On 11-4-2011 22:04 david@xxxxxxx wrote:
in your case, try your new servers without hyperthreading. you will end
up with a 4x4 core system, which should handily outperform the 2x4 core
system you are replacing.
the limit isn't 8 cores, it's that the hyperthreaded cores don't work
well with the postgres access patterns.
It would be really weird if disabling HT would turn these 8-core cpu's
in 4-core cpu's ;) They have 8 physical cores and 16 threads each. So he
basically has a 32-core machine with 64 threads in total (if HT were
enabled). Still, HT may or may not improve things, back when we had time
to benchmark new systems we had one of the first HT-Xeon's (a dual 5080,
with two cores + HT each) available:
http://ic.tweakimg.net/ext/i/1155958729.png
The blue lines are all slightly above the orange/red lines. So back then
HT slightly improved our read-mostly Postgresql benchmark score.
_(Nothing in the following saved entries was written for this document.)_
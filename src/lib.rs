//! Finite difference method for the 1D long-wave equation over a variable seabed.
//!
//! Solves `u_tt = (h(x) u_x)_x` on `[0, L]` where `h = h_0 - h_sb(x)` is the water
//! depth above the seabed `h_sb` and `h_0` is the lowest initial surface level.
//! The scheme is the explicit three-level leapfrog with open boundaries, so waves
//! leave the domain instead of bouncing back.
//!
//! ```no_run
//! use fdm_travelwave::{FieldSpec, Problem};
//!
//! let solution = Problem::new(300, 1000, 100., 52.)
//!     .seabed(FieldSpec::sampled(|x| (-(x - 60f64).powi(2) / 10.).exp()))
//!     .displacement(FieldSpec::sampled(|x| 1.3 + 2. * (-(x - 15f64).powi(2) / 15.).exp()))
//!     .velocity(0.)
//!     .solve()
//!     .unwrap();
//! println!("{} steps", solution.effective_steps);
//! ```
pub mod animation;
pub mod config;
pub mod error;
pub mod field;
pub mod grid;
pub mod integrator;
pub mod output;
pub mod plot;
pub mod ring;
pub mod stability;
pub mod stencil;

pub use animation::{Animation, FrameSink, GifSink};
pub use config::Config;
pub use error::{Result, WaveError};
pub use field::{FieldSpec, Profile};
pub use grid::{SpatialGrid, TemporalGrid};
pub use integrator::{Integrator, Problem, Solution};
pub use output::{emit, run, OutputMode, PlotRequest, Renderer};
pub use plot::ChartRenderer;
pub use stencil::{seed_step, wave_step};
We also did benchmarks with Sun's UltraSparc T2 back then:
http://ic.tweakimg.net/ext/i/1214930814.png
Adding full cores (including threads) made things much better, but we
also tested full cores with more threads each:
http://ic.tweakimg.net/ext/i/1214930816.png
As you can see, with that benchmark, it was better to have 4 cores with
8 threads each, than 8 cores with 2 threads each.
The T2-threads where much heavier duty than the HT-threads back then,
but afaik Intel has improved its technology with this re-introduction of
them quite a bit.
So I wouldn't dismiss hyper threading for a read-mostly Postgresql
workload too easily.
Then again, keeping 32 cores busy, without them contending for every
resource will already be quite hard. So adding 32 additional "threads"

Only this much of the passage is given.